(Items from a dataset)
#####
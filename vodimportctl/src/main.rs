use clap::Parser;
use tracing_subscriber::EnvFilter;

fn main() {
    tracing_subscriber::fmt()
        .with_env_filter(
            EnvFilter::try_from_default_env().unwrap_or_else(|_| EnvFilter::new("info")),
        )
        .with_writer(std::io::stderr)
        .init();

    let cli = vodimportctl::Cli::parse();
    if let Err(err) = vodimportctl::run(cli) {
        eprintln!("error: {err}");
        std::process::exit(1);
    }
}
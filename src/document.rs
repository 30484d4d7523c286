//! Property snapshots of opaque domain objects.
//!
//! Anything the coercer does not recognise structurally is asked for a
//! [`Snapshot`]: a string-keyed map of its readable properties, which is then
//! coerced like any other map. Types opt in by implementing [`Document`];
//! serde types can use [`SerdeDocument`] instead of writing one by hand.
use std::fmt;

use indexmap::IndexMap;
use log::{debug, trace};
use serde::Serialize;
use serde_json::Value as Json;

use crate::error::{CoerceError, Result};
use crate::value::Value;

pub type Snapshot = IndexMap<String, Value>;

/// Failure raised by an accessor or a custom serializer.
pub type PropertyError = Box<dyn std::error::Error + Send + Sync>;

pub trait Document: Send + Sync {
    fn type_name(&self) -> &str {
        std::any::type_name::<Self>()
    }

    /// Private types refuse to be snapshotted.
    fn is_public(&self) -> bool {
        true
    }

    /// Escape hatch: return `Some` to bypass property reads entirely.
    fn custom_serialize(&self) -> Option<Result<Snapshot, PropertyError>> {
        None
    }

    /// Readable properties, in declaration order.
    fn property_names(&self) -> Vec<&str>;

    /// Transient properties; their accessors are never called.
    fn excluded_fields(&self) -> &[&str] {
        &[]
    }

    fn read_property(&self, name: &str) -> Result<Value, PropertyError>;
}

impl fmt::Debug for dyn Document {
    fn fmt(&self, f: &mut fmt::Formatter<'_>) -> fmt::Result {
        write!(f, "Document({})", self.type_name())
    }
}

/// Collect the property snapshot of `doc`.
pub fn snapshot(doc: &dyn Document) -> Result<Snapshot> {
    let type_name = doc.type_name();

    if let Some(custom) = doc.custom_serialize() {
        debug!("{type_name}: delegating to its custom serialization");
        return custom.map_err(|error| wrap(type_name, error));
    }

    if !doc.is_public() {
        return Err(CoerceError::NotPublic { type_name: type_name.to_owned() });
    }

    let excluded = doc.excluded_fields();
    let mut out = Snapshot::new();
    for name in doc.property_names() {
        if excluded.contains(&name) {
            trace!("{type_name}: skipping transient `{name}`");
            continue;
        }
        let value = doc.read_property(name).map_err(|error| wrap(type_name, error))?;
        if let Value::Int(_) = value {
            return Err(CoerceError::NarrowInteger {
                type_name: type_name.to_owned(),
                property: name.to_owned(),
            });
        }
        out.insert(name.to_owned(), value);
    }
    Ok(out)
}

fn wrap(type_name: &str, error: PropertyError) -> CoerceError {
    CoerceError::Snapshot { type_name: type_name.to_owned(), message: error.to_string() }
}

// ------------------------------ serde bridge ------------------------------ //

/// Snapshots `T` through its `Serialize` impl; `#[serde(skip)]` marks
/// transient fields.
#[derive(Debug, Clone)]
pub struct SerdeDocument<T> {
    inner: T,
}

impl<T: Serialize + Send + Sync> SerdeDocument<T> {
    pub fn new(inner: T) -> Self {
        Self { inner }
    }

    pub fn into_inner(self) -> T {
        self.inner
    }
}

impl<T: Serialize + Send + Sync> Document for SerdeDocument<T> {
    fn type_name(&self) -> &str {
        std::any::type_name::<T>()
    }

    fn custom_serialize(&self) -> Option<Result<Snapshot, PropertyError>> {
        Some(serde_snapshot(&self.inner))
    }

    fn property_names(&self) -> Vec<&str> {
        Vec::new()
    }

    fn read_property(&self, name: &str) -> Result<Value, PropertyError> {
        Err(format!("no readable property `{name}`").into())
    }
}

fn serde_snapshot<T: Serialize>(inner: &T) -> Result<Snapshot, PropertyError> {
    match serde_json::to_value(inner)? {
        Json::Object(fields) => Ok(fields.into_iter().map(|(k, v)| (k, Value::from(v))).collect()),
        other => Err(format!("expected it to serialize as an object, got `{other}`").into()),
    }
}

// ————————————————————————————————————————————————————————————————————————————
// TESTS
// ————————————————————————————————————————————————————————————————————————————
#####
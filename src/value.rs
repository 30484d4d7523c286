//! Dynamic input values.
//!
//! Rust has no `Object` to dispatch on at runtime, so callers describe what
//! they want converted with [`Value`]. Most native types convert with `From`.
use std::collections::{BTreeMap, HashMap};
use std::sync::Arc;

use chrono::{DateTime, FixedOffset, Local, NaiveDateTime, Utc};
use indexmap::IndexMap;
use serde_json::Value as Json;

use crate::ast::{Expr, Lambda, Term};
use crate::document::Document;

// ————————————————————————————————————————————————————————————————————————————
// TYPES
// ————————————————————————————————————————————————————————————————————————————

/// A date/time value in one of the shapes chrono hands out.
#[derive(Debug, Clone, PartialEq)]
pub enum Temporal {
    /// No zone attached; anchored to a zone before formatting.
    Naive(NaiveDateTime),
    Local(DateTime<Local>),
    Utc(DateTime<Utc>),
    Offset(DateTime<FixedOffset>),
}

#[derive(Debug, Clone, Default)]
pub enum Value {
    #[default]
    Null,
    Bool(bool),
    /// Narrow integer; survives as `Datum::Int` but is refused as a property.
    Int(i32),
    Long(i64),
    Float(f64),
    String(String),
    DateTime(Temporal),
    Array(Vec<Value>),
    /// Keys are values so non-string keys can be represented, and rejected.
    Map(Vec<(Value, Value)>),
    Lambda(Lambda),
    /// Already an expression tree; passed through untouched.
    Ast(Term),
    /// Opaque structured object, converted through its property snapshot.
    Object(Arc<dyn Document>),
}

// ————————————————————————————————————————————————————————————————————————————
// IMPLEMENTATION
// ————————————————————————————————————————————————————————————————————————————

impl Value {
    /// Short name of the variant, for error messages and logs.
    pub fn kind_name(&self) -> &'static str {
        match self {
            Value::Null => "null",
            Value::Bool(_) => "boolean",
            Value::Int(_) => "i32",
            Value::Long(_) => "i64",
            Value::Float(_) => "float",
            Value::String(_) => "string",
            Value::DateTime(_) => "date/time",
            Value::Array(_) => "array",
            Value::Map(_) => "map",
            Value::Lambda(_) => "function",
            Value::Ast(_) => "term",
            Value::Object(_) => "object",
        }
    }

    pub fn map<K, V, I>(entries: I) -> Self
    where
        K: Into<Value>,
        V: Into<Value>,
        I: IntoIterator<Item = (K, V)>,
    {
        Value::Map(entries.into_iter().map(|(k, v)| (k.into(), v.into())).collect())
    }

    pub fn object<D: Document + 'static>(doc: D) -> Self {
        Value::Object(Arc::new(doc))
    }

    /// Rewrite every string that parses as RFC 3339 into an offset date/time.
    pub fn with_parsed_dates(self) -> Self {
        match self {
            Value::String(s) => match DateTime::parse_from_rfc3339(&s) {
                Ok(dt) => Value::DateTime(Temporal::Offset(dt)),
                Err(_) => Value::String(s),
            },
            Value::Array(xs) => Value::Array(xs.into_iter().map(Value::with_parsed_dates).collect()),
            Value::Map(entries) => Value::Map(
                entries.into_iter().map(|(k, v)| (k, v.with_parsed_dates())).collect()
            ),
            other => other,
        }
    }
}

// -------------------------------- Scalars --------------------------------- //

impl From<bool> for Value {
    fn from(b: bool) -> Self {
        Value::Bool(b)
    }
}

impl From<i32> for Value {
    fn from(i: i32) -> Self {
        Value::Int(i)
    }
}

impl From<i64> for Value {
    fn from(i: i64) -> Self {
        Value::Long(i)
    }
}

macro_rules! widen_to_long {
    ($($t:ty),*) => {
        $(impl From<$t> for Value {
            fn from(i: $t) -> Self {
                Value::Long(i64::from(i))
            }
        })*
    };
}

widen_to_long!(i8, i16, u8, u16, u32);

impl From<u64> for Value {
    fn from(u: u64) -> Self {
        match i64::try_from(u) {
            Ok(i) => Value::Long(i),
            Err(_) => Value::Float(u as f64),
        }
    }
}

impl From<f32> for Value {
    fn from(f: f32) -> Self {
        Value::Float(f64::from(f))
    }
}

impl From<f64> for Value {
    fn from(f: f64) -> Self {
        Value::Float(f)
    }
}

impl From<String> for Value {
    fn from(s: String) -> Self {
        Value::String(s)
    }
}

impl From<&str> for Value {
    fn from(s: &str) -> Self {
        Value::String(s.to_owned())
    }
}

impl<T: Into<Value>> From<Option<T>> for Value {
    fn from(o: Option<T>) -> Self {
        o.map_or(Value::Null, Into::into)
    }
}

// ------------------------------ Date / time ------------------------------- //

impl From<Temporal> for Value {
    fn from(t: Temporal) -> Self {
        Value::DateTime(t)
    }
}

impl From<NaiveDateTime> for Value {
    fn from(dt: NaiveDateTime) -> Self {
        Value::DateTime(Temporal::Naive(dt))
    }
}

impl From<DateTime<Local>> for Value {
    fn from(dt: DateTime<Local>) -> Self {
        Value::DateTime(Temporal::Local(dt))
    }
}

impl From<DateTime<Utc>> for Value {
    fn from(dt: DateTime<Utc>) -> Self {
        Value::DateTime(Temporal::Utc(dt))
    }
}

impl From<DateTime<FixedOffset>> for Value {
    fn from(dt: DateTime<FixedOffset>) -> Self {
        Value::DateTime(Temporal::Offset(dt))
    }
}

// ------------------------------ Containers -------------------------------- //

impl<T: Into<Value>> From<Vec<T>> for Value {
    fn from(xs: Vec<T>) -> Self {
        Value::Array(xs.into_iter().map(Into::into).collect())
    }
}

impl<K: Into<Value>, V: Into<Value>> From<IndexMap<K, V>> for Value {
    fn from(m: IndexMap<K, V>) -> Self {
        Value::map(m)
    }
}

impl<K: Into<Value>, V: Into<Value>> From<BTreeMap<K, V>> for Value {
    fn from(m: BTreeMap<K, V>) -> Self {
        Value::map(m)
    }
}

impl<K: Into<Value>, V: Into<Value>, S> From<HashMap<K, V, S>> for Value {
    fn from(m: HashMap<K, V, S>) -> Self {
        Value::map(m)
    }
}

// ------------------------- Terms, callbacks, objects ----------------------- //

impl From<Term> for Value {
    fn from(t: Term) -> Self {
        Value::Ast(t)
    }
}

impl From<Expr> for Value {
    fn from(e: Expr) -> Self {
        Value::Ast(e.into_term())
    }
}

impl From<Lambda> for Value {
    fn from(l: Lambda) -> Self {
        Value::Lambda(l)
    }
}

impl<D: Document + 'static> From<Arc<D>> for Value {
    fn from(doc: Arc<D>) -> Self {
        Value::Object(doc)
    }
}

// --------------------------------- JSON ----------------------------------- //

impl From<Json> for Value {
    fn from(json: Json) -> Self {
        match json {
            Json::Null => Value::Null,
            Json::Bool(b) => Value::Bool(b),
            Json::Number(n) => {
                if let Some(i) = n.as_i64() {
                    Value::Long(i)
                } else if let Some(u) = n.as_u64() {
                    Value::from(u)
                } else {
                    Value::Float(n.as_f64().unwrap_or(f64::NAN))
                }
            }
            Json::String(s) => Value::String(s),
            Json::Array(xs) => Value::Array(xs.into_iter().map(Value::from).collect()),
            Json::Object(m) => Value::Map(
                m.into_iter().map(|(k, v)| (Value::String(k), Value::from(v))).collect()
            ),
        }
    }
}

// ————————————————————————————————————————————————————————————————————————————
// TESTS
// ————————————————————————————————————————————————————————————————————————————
#####
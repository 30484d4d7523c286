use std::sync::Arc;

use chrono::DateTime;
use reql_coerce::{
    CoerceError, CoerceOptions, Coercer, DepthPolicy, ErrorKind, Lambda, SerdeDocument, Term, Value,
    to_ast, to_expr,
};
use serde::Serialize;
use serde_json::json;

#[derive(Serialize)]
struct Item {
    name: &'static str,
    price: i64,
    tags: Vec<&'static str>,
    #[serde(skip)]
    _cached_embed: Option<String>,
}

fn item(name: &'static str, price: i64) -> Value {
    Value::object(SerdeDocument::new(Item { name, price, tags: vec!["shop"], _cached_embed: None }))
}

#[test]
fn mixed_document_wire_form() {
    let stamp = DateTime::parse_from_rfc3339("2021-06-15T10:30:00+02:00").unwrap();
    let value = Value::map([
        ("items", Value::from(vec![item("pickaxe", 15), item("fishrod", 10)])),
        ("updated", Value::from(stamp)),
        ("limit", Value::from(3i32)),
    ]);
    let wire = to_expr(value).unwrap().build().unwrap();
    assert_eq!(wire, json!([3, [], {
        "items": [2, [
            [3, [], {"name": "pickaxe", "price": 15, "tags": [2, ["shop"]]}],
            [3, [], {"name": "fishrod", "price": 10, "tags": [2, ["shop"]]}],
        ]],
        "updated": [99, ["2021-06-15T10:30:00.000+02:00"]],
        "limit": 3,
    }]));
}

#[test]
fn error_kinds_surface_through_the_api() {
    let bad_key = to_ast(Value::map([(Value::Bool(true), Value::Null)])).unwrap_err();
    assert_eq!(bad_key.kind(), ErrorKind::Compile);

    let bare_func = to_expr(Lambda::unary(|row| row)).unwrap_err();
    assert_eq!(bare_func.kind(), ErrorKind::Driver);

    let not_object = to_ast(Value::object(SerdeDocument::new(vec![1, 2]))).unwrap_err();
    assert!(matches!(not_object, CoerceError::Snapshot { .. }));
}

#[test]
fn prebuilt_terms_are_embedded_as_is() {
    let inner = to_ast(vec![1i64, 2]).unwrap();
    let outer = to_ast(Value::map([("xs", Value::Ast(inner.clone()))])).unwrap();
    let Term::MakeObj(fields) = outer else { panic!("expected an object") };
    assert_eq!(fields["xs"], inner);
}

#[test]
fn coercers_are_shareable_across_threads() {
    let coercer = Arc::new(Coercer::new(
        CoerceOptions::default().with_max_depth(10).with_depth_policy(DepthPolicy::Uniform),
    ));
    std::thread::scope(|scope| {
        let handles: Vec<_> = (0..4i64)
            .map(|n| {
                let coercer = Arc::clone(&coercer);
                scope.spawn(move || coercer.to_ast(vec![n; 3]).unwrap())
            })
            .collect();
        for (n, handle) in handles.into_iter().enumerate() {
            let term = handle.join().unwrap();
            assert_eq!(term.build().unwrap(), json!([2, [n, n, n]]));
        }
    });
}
#####
Check each line of the data above for the word "DepthPolicy" and say how many lines contain it, giving nothing besides the number.

ANSWER FOR THIS EXERCISE: 2